Keywords: Spurious Correlations, Bias, Logos
Abstract: Vision-Language Models are trained on very large, minimally curated image datasets that contain many spurious correlations between categories and visual patterns. This causes VLMs to learn shortcuts, e.g., between smiling and gender. Although logos are ubiquitous in VLM training data and are a potential source of such shortcuts, there is very limited study of this issue. Prior work pointed out that logos may indeed cause such problems, but the analysis was limited to a single text-based logo. In this paper, we undertake a broad study of logos in VLM training data and their potential to insert "hidden" spurious correlations into VLMs.
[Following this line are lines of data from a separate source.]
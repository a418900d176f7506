use std::fs;
use std::path::{Path, PathBuf};

use chrono::Utc;
use tracing::{debug, info, warn};

use crate::cache::{CacheIndex, CacheMode};
use crate::domain::{Checksum, ChecksumKind, DownloadRecord, RemoteRef, Scene, SceneId};
use crate::error::TerraError;
use crate::fs_util;
use crate::pool::{BatchReport, ItemStatus, WorkerPool};
use crate::store::{CatalogStore, SceneFilter, SceneOrder, SceneUpdate};
use crate::transport::Transport;

#[derive(Debug, Clone)]
pub struct DownloadSettings {
    pub download_root: PathBuf,
    pub cache_mode: CacheMode,
}

#[derive(Debug, Clone, Copy, PartialEq, Eq)]
pub enum DownloadOutcome {
    /// Placed from a local cache root without touching the network.
    CacheHit,
    Fetched,
    /// The final file was already on disk and verified.
    AlreadyPresent,
    /// Bytes arrived but failed verification; the scene stays pending.
    Rejected,
    Skipped,
}

impl DownloadOutcome {
    fn status(&self) -> ItemStatus {
        match self {
            DownloadOutcome::Skipped => ItemStatus::Skipped,
            DownloadOutcome::Rejected => ItemStatus::Failed,
            _ => ItemStatus::Succeeded,
        }
    }

    pub fn is_downloaded(self) -> bool {
        matches!(
            self,
            DownloadOutcome::CacheHit | DownloadOutcome::Fetched | DownloadOutcome::AlreadyPresent
        )
    }
}

struct Verification {
    matches: bool,
    digest: Checksum,
    size: u64,
}

pub struct DownloadManager<T: Transport> {
    store: CatalogStore,
    transport: T,
    cache: CacheIndex,
    settings: DownloadSettings,
}

impl<T: Transport> DownloadManager<T> {
    pub fn new(
        store: CatalogStore,
        transport: T,
        cache: CacheIndex,
        settings: DownloadSettings,
    ) -> Self {
        Self {
            store,
            transport,
            cache,
            settings,
        }
    }

    pub fn scene_dir(&self, scene: &Scene) -> PathBuf {
        self.settings.download_root.join(scene.dir_name())
    }

    pub fn download_one(&self, scene: &Scene) -> Result<DownloadOutcome, TerraError> {
        if scene.download.done || scene.invalid {
            return Ok(DownloadOutcome::Skipped);
        }
        let dir = self.scene_dir(scene);
        fs::create_dir_all(&dir)
            .map_err(|err| TerraError::Filesystem(format!("{}: {err}", dir.display())))?;
        let final_path = dir.join(&scene.remote.filename);
        let started_at = Utc::now();

        if let Some(cached) = self.cache.lookup(&scene.remote.filename) {
            debug!(scene = scene.id, cached = %cached.display(), "cache hit");
            self.cache
                .materialize(cached, &final_path, self.settings.cache_mode)?;
            let checked = verify(&final_path, &scene.remote)?;
            if checked.matches {
                self.mark_downloaded(scene, started_at, &final_path, checked)?;
                return Ok(DownloadOutcome::CacheHit);
            }
            warn!(scene = scene.id, cached = %cached.display(), "cached copy failed verification; fetching");
            remove_file(&final_path)?;
        }

        if final_path.is_file() {
            let checked = verify(&final_path, &scene.remote)?;
            if checked.matches {
                info!(scene = scene.id, "existing file verified; recording download");
                self.mark_downloaded(scene, started_at, &final_path, checked)?;
                return Ok(DownloadOutcome::AlreadyPresent);
            }
            warn!(scene = scene.id, path = %final_path.display(), "existing file failed verification; refetching");
            remove_file(&final_path)?;
        }

        let part_path = dir.join(format!("{}.part", scene.remote.filename));
        let on_disk = fs::metadata(&part_path).map(|m| m.len()).unwrap_or(0);
        let complete = scene.remote.size.is_some_and(|size| on_disk >= size);
        if complete {
            debug!(scene = scene.id, bytes = on_disk, "partial file already complete; verifying");
        } else {
            let received = self
                .transport
                .fetch(&scene.remote.url, &part_path, on_disk)?;
            debug!(scene = scene.id, bytes = received, "transfer finished");
        }

        let checked = verify(&part_path, &scene.remote)?;
        if !checked.matches {
            warn!(
                scene = scene.id,
                expected = ?scene.remote.checksum,
                actual = %checked.digest,
                "download failed verification; discarding"
            );
            remove_file(&part_path)?;
            return Ok(DownloadOutcome::Rejected);
        }
        fs::rename(&part_path, &final_path)
            .map_err(|err| TerraError::Filesystem(format!("{}: {err}", final_path.display())))?;
        self.mark_downloaded(scene, started_at, &final_path, checked)?;
        Ok(DownloadOutcome::Fetched)
    }

    fn mark_downloaded(
        &self,
        scene: &Scene,
        started_at: chrono::DateTime<Utc>,
        path: &Path,
        checked: Verification,
    ) -> Result<(), TerraError> {
        let record = DownloadRecord {
            started_at: Some(started_at),
            ended_at: Some(Utc::now()),
            done: true,
            local_path: Some(path.display().to_string()),
            checksum: Some(checked.digest),
            size: Some(checked.size),
        };
        self.store
            .update_scene(scene.id, &SceneUpdate::Downloaded(record))
    }

    /// Downloads every pending scene. Per-scene failures are counted; a
    /// broken catalog aborts with the first invariant error.
    pub fn download_all(&self, n_workers: usize) -> Result<BatchReport, TerraError> {
        let scenes = self
            .store
            .find(&SceneFilter::pending_download(), SceneOrder::AcquiredAsc)?;
        info!(provider = %self.store.provider(), scenes = scenes.len(), "downloading pending scenes");
        let pool = WorkerPool::new(n_workers)?;
        let results = pool.run_scenes(scenes, |scene| scene.id, |scene| self.download_one(&scene));
        BatchReport::from_results("download", results, DownloadOutcome::status)
    }

    /// Downloads one scene by id if it is still pending. `Ok(false)` when no
    /// pending scene has that id or its bytes did not verify.
    pub fn download_single(&self, id: SceneId) -> Result<bool, TerraError> {
        let filter = SceneFilter::pending_download().with_id(id);
        let Some(scene) = self.store.find_one(&filter)? else {
            info!(provider = %self.store.provider(), scene = id, "no pending scene with this id");
            return Ok(false);
        };
        Ok(self.download_one(&scene)?.is_downloaded())
    }
}

fn verify(path: &Path, remote: &RemoteRef) -> Result<Verification, TerraError> {
    let size = fs::metadata(path)
        .map(|m| m.len())
        .map_err(|err| TerraError::Filesystem(format!("{}: {err}", path.display())))?;
    let kind = remote
        .checksum
        .as_ref()
        .map(Checksum::kind)
        .unwrap_or(ChecksumKind::Md5);
    let digest = fs_util::file_digest(path, kind)?;
    let matches = match (&remote.checksum, remote.size) {
        (Some(expected), _) => expected == &digest,
        (None, Some(expected)) => expected == size,
        (None, None) => true,
    };
    Ok(Verification {
        matches,
        digest,
        size,
    })
}

fn remove_file(path: &Path) -> Result<(), TerraError> {
    match fs::remove_file(path) {
        Ok(()) => Ok(()),
        Err(err) if err.kind() == std::io::ErrorKind::NotFound => Ok(()),
        Err(err) => Err(TerraError::Filesystem(format!("{}: {err}", path.display()))),
    }
}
We construct a new logo dataset, CC12M-LogoBank, propose an algorithm that uncovers spurious logos affecting a given VLM prediction task, and test it on several representative tasks: person attribute classification, object classification, and harmful content detection. Our key finding is that some logos indeed lead to spurious incorrect predictions, for example, adding the Adidas logo to a photo of a person causes a model classify the person as "greedy". Furthermore, we argue that the uncovered logos can be seen as effective attacks against foundational models; for example, an attacker could place a spurious logo on harmful content, causing the model to misclassify it as harmless. This threat is alarming considering the simplicity of logo attacks, increasing the attack surface of VLM models. As a defense, we explore two effective yet simple mitigation strategies that seamlessly integrate with zero-shot inference of foundation models.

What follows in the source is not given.